Geo-location missing an open goal

By Gavin Clarke

Posted in OSes, 10th July 2010 07:02 GMT

The inventor of image recognition technology used in sports across the world has written to international football's governing body to ask that they reconsider using Hawk-Eye, a tool capable of spotting when a ball has crossed the goal line – and avoiding a repeat of the England versus Germany World-Cup debacle.

Speaking ahead of this weekend's Netherlands versus Spain final, Paul Hawkins - managing director of Hawk-Eye Innovations - has yet to get a reply from FIFA.

His letter comes ahead of a meeting by the International Football Association Board (IFAB) at the end of this month, where use of goal-line technology like Hawk-Eye will be discussed. IFAB sets football's rules and says what technology is allowed in matches.

Football's lawmakers rejected use of goal-line technology before the World Cup – in spite of IFAB approving use of a modified version of Hawk-Eye in a pilot three years ago at Reading FC.

That was before England midfielder Frank Lampard's goal was disallowed against Germany during a World Cup round-of-sixteen match in South Africa, in a match Germany won 4-1.

The linesman might not have seen the goal, but it was clear to the rest of the viewing world what had happened.

When FIFA announced its decision not to use goal-line technology, general secretary Jerome Valck said he hoped it would not come back to haunt them.

The haunting didn't stop at England versus Germany. Mexico fans watched horrified as Argentina's Carlos Tevez scored a goal that was clearly offside – clear to anyone but match officials. The goal helped end Mexico's world cup challenge.

Hawk-Eye's inventor reckons you can solve offside too. Hawk-Eye could track players in the same way it tracks balls by combining the data to determine a position. "That's technologically achievable – we could do it," he said.

The problem is that the work takes funding, and nobody wants to press on given IFAB and FIFA's apparent objection to use of on-pitch technology.

The reason for this is unclear, especially given that IFAB OK'ed the Reading pilot of Hawk-Eye in 2007 and 2008. The pilot was paid for by the English Premier League, which has come out in favor of goal-line technology.

A common objection is it might spoil the game by creating stoppages in play. Others say the technology might not be accurate.

Hawkins has no time for such complaints, claiming Hawk-Eye can get results from the goalmouth into a ref's ear in half a second. "Anyone who makes that argument doesn't know what they are talking about," Hawk-Eye's inventor told us Friday ahead of the final.

Hawk-Eye has proved its accuracy in tennis, cricket and snooker, and Hawkins modified the system for the Reading pilot once he got the clearance from IFAB.

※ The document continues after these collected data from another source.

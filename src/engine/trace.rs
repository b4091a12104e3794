//! Execution trace: what happened, step by step.
//!
//! Events are recorded as they happen and rendered to one human-readable
//! line each. The buffer is bounded; once full, the oldest event is dropped.

use chrono::{DateTime, Utc};
use serde::Serialize;
use std::collections::VecDeque;

#[derive(Debug, Clone, PartialEq, Serialize)]
#[serde(tag = "event", rename_all = "snake_case")]
pub enum TraceEvent {
    Started {
        agent: String,
        version: String,
        at: DateTime<Utc>,
    },
    StepSkipped {
        step_id: String,
        condition: String,
        at: DateTime<Utc>,
    },
    StepCompleted {
        step_id: String,
        /// `true` when a `when` guard was evaluated, `None` when there was none.
        condition: Option<bool>,
        attempts: u32,
        duration_ms: u64,
        saved_as: Option<String>,
        at: DateTime<Utc>,
    },
    StepFailed {
        step_id: String,
        attempts: u32,
        duration_ms: u64,
        error: String,
        at: DateTime<Utc>,
    },
    /// Session paused before `step_id`, or at `@end` when `None`.
    Paused {
        step_id: Option<String>,
        at: DateTime<Utc>,
    },
    Resumed {
        at: DateTime<Utc>,
    },
    VariableSet {
        name: String,
        at: DateTime<Utc>,
    },
    Finished {
        success: bool,
        duration_ms: u64,
        at: DateTime<Utc>,
    },
    Stopped {
        at: DateTime<Utc>,
    },
}

impl TraceEvent {
    pub fn at(&self) -> DateTime<Utc> {
        match self {
            TraceEvent::Started { at, .. }
            | TraceEvent::StepSkipped { at, .. }
            | TraceEvent::StepCompleted { at, .. }
            | TraceEvent::StepFailed { at, .. }
            | TraceEvent::Paused { at, .. }
            | TraceEvent::Resumed { at }
            | TraceEvent::VariableSet { at, .. }
            | TraceEvent::Finished { at, .. }
            | TraceEvent::Stopped { at } => *at,
        }
    }

    /// The step this event is about, if any.
    pub fn step_id(&self) -> Option<&str> {
        match self {
            TraceEvent::StepSkipped { step_id, .. }
            | TraceEvent::StepCompleted { step_id, .. }
            | TraceEvent::StepFailed { step_id, .. } => Some(step_id),
            TraceEvent::Paused { step_id, .. } => step_id.as_deref(),
            _ => None,
        }
    }

    pub fn line(&self) -> String {
        let ts = self.at().format("%H:%M:%S%.3f");
        let body = match self {
            TraceEvent::Started { agent, version, .. } => {
                format!("started agent '{}' ({})", agent, version)
            }
            TraceEvent::StepSkipped {
                step_id, condition, ..
            } => format!("step '{}' skipped: `{}` was false", step_id, condition),
            TraceEvent::StepCompleted {
                step_id,
                condition,
                attempts,
                duration_ms,
                saved_as,
                ..
            } => {
                let mut line = format!(
                    "step '{}' completed in {}ms ({})",
                    step_id,
                    duration_ms,
                    plural_attempts(*attempts)
                );
                if condition == &Some(true) {
                    line.push_str(", condition true");
                }
                if let Some(name) = saved_as {
                    line.push_str(&format!(" -> {}", name));
                }
                line
            }
            TraceEvent::StepFailed {
                step_id,
                attempts,
                duration_ms,
                error,
                ..
            } => format!(
                "step '{}' failed after {}ms ({}): {}",
                step_id,
                duration_ms,
                plural_attempts(*attempts),
                error
            ),
            TraceEvent::Paused {
                step_id: Some(step_id),
                ..
            } => format!("paused before step '{}'", step_id),
            TraceEvent::Paused { step_id: None, .. } => "paused at @end".to_string(),
            TraceEvent::Resumed { .. } => "resumed".to_string(),
            TraceEvent::VariableSet { name, .. } => format!("variable '{}' set", name),
            TraceEvent::Finished {
                success,
                duration_ms,
                ..
            } => format!(
                "finished {} in {}ms",
                if *success { "successfully" } else { "with failure" },
                duration_ms
            ),
            TraceEvent::Stopped { .. } => "stopped".to_string(),
        };
        format!("[{}] {}", ts, body)
    }
}

fn plural_attempts(n: u32) -> String {
    if n == 1 {
        "1 attempt".to_string()
    } else {
        format!("{} attempts", n)
    }
}

/// Bounded, ordered event log for one execution or session.
#[derive(Debug, Clone, Serialize)]
pub struct Trace {
    events: VecDeque<TraceEvent>,
    max_events: usize,
    dropped: usize,
}

impl Default for Trace {
    fn default() -> Self {
        Self::new(1000)
    }
}

impl Trace {
    pub fn new(max_events: usize) -> Self {
        Self {
            events: VecDeque::new(),
            max_events: max_events.max(1),
            dropped: 0,
        }
    }

    pub fn push(&mut self, event: TraceEvent) {
        if self.events.len() >= self.max_events {
            self.events.pop_front();
            self.dropped += 1;
        }
        self.events.push_back(event);
    }

    pub fn events(&self) -> impl Iterator<Item = &TraceEvent> {
        self.events.iter()
    }

    pub fn last(&self) -> Option<&TraceEvent> {
        self.events.back()
    }

    /// Rendered lines, oldest first. A leading marker notes dropped events.
    pub fn lines(&self) -> Vec<String> {
        let mut lines = Vec::with_capacity(self.events.len() + 1);
        if self.dropped > 0 {
            lines.push(format!("... {} earlier event(s) dropped", self.dropped));
        }
        lines.extend(self.events.iter().map(TraceEvent::line));
        lines
    }

    pub fn len(&self) -> usize {
        self.events.len()
    }

    pub fn is_empty(&self) -> bool {
        self.events.is_empty()
    }

    pub fn dropped(&self) -> usize {
        self.dropped
    }
}
//! Semantic checks that need the whole definition: duplicate step ids,
//! empty agents, and saved values nobody reads.

use std::collections::HashMap;

use super::ast::AgentDefinition;
use super::diagnostics::Diagnostic;
use crate::template;

/// Run every cross-section check.
pub fn check(def: &AgentDefinition) -> Vec<Diagnostic> {
    let mut out = Vec::new();
    duplicate_steps(def, &mut out);
    empty_steps(def, &mut out);
    unused_saves(def, &mut out);
    out
}

fn duplicate_steps(def: &AgentDefinition, out: &mut Vec<Diagnostic>) {
    let mut first_seen: HashMap<&str, usize> = HashMap::new();
    for step in &def.steps {
        match first_seen.get(step.id.as_str()) {
            Some(&first) => out.push(
                Diagnostic::error(
                    step.line,
                    1,
                    format!(
                        "Duplicate step id '{}' (first defined on line {}, again on line {})",
                        step.id, first, step.line
                    ),
                )
                .with_suggestion("Step ids must be unique; rename one of them"),
            ),
            None => {
                first_seen.insert(&step.id, step.line);
            }
        }
    }
}

fn empty_steps(def: &AgentDefinition, out: &mut Vec<Diagnostic>) {
    if def.steps.is_empty() {
        out.push(
            Diagnostic::warning(1, 1, format!("Agent '{}' has no steps", def.id))
                .with_suggestion("Add a `steps:` section; executing this agent only renders its outputs"),
        );
    }
}

fn unused_saves(def: &AgentDefinition, out: &mut Vec<Diagnostic>) {
    let output_refs: Vec<String> = def
        .outputs
        .iter()
        .flat_map(|o| template::placeholders(&o.template))
        .collect();

    for (idx, step) in def.steps.iter().enumerate() {
        let Some(ref saved) = step.save else {
            continue;
        };

        let used_later = def.steps[idx + 1..].iter().any(|later| {
            let in_when = later
                .when
                .as_deref()
                .is_some_and(|w| template::placeholders(w).contains(saved));
            in_when || template::placeholders_in(&serde_json::Value::Object(later.config.clone())).contains(saved)
        });

        if !used_later && !output_refs.contains(saved) {
            out.push(
                Diagnostic::warning(step.line, 1, format!("Step '{}' saves '{}' but nothing reads it", step.id, saved))
                    .with_suggestion(format!(
                        "Reference it as {{{}}} in a later step or in outputs, or drop `save`",
                        saved
                    )),
            );
        }
    }
}
//! Diagnostics -- parse-time errors and warnings with source positions.

use serde::Serialize;
use std::fmt;

/// Diagnostic severity.
#[derive(Debug, Clone, Copy, PartialEq, Eq, Serialize)]
#[serde(rename_all = "lowercase")]
pub enum Severity {
    Error,
    Warning,
}

/// A single problem found in agent source text.
///
/// `line` and `column` are 1-based. `context` holds the offending source
/// line (trimmed) when one is available.
#[derive(Debug, Clone, PartialEq, Eq, Serialize)]
pub struct Diagnostic {
    pub severity: Severity,
    pub line: usize,
    pub column: usize,
    pub message: String,
    #[serde(skip_serializing_if = "Option::is_none")]
    pub context: Option<String>,
    #[serde(skip_serializing_if = "Option::is_none")]
    pub suggestion: Option<String>,
}

impl Diagnostic {
    pub fn error(line: usize, column: usize, message: impl Into<String>) -> Self {
        Self::new(Severity::Error, line, column, message)
    }

    pub fn warning(line: usize, column: usize, message: impl Into<String>) -> Self {
        Self::new(Severity::Warning, line, column, message)
    }

    fn new(severity: Severity, line: usize, column: usize, message: impl Into<String>) -> Self {
        Self {
            severity,
            line: line.max(1),
            column: column.max(1),
            message: message.into(),
            context: None,
            suggestion: None,
        }
    }

    pub fn with_suggestion(mut self, suggestion: impl Into<String>) -> Self {
        self.suggestion = Some(suggestion.into());
        self
    }

    pub fn with_context(mut self, context: impl Into<String>) -> Self {
        let context = context.into();
        if !context.trim().is_empty() {
            self.context = Some(context.trim().to_string());
        }
        self
    }

    pub fn is_error(&self) -> bool {
        self.severity == Severity::Error
    }
}

impl fmt::Display for Diagnostic {
    fn fmt(&self, f: &mut fmt::Formatter<'_>) -> fmt::Result {
        let label = match self.severity {
            Severity::Error => "error",
            Severity::Warning => "warning",
        };
        write!(
            f,
            "{} at line {}, column {}: {}",
            label, self.line, self.column, self.message
        )?;
        if let Some(ref context) = self.context {
            write!(f, "\n  | {}", context)?;
        }
        if let Some(ref suggestion) = self.suggestion {
            write!(f, "\n  = help: {}", suggestion)?;
        }
        Ok(())
    }
}

/// Outcome of parsing and validating agent source.
#[derive(Debug, Clone, Serialize)]
pub struct ValidationResult {
    pub valid: bool,
    pub errors: Vec<Diagnostic>,
    pub warnings: Vec<Diagnostic>,
}

impl Default for ValidationResult {
    fn default() -> Self {
        Self {
            valid: true,
            errors: Vec::new(),
            warnings: Vec::new(),
        }
    }
}

impl ValidationResult {
    /// Record a diagnostic in the matching bucket.
    pub fn push(&mut self, diagnostic: Diagnostic) {
        match diagnostic.severity {
            Severity::Error => {
                self.valid = false;
                self.errors.push(diagnostic);
            }
            Severity::Warning => self.warnings.push(diagnostic),
        }
    }

    pub fn extend(&mut self, diagnostics: impl IntoIterator<Item = Diagnostic>) {
        for d in diagnostics {
            self.push(d);
        }
    }

    /// Order both buckets by position so reports read top to bottom.
    pub(crate) fn sort(&mut self) {
        self.errors.sort_by_key(|d| (d.line, d.column));
        self.warnings.sort_by_key(|d| (d.line, d.column));
    }
}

The football systems uses six cameras around the goalmouth to record the action, with each camera hooked up to a server to capture and process data from the frames. Data is fed to a central server and knitted together to triangulate that position of the ball to a distance of within 5mm.

The image scanning and processing software is built in C++ and at Reading ran on Windows and Dell servers, with algorithms tweaked so the software could account for more people in a tighter spot – the penalty box and goal mouth – and differentiate, for instance, between the curve of a ball and that of a number "2" on a player's shirt.

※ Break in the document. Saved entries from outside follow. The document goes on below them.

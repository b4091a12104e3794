//! Unit tests for template resolution and guard conditions

use agentflow::condition::evaluate;
use agentflow::template::{self, MissingVariablePolicy, TemplateResolver};
use serde_json::{json, Map, Value};

fn vars(value: Value) -> Map<String, Value> {
    match value {
        Value::Object(map) => map,
        _ => Map::new(),
    }
}

// ============================================================================
// Template Tests
// ============================================================================

mod template_tests {
    use super::*;

    #[test]
    fn test_substitutes_in_text() {
        let v = vars(json!({"a": "X", "b": "Y"}));
        assert_eq!(template::render("{a} and {b}", &v), "X and Y");
    }

    #[test]
    fn test_missing_is_empty() {
        assert_eq!(template::resolve(&json!("{c}"), &Map::new()), json!(""));
    }

    #[test]
    fn test_whole_field_keeps_native_type() {
        let v = vars(json!({"n": 3, "list": [1, 2]}));
        assert_eq!(template::resolve(&json!("{n}"), &v), json!(3));
        assert_eq!(template::resolve(&json!("{list}"), &v), json!([1, 2]));
        assert_eq!(template::resolve(&json!("n={n}"), &v), json!("n=3"));
    }

    #[test]
    fn test_paths_into_objects_and_arrays() {
        let v = vars(json!({"r": {"items": [{"title": "first"}]}}));
        assert_eq!(template::render("{r.items.0.title}", &v), "first");
        assert_eq!(template::render("[{r.items.5.title}]", &v), "[]");
    }

    #[test]
    fn test_nested_config_resolved_recursively() {
        let v = vars(json!({"q": "rust"}));
        let config = json!({"query": "{q}", "opts": {"tags": ["{q}", "lang"], "k": 5}});
        assert_eq!(
            template::resolve(&config, &v),
            json!({"query": "rust", "opts": {"tags": ["rust", "lang"], "k": 5}})
        );
    }

    #[test]
    fn test_json_braces_untouched() {
        let v = vars(json!({"x": 1}));
        assert_eq!(template::render(r#"{"key": {x}}"#, &v), r#"{"key": 1}"#);
    }

    #[test]
    fn test_keep_policy() {
        let resolver = TemplateResolver::new(MissingVariablePolicy::Keep);
        assert_eq!(resolver.render("hi {who}", &Map::new()), "hi {who}");
    }
}

// ============================================================================
// Condition Tests
// ============================================================================

mod condition_tests {
    use super::*;

    #[test]
    fn test_equality_with_literal() {
        assert!(evaluate("{x} == 'yes'", &vars(json!({"x": "yes"}))));
        assert!(!evaluate("{x} != 'yes'", &vars(json!({"x": "yes"}))));
    }

    #[test]
    fn test_missing_is_falsy() {
        assert!(!evaluate("{missing}", &Map::new()));
    }

    #[test]
    fn test_and_short_circuits_on_empty() {
        assert!(!evaluate("{a} && {b}", &vars(json!({"a": "1", "b": ""}))));
        assert!(evaluate("{a} || {b}", &vars(json!({"a": "", "b": "1"}))));
    }

    #[test]
    fn test_left_to_right_without_precedence() {
        // ((true || false) && false) == false
        let v = vars(json!({"t": "1", "f": ""}));
        assert!(!evaluate("{t} || {f} && {f}", &v));
    }

    #[test]
    fn test_numeric_comparison() {
        assert!(evaluate("{n} == 3", &vars(json!({"n": 3.0}))));
        assert!(evaluate("{n} == '3.0'", &vars(json!({"n": 3}))));
    }

    #[test]
    fn test_operators_inside_quotes_are_literal() {
        assert!(evaluate("{op} == 'a && b'", &vars(json!({"op": "a && b"}))));
    }
}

The Reading test passed with full marks, catching thousands of goal-line incidents.

"Ultimately the software processes the images to always find the ball even if part of ball is obscured,' Hawkins said.

If IFAB and FIFA are against HawkEye's image recognition, they have few other options – even in the age of location-based services.

Anyone for GPS?

It would seem that if you can track an iPhone or a stolen laptop using GPS or post your exact whereabouts in a massive city like New York on your phone using Glympse, you could track the position of a ball and 22 players in the relatively small area of a football pitch. Load them up with GPS tracking, and you're off.

Unfortunately, while GPS services can give your general position in a Times Square, they aren't accurate enough for the beautiful game.

GPS needs a line-of-sight to the satellite overhead. Otherwise, you get inaccurate and delayed results as the signal is obscured by buildings or gets bounced around. GPS is accurate to within 50 to 100 feet.

Ted Morgan, chief executive of location-based service provider Skyhook, which powers the iPhone and devices from Dell, Samsung and Motorola, said football would be the worst of all scenarios for GPS. The desert just outside Baghdad is ideal because the lack of structures – and people.

"Human beings are the worst thing to have around because they are full of water - they make the signal bounce like crazy and you have stadium full of metal that acts like a satellite dish. Open fields are awesome," Morgan said.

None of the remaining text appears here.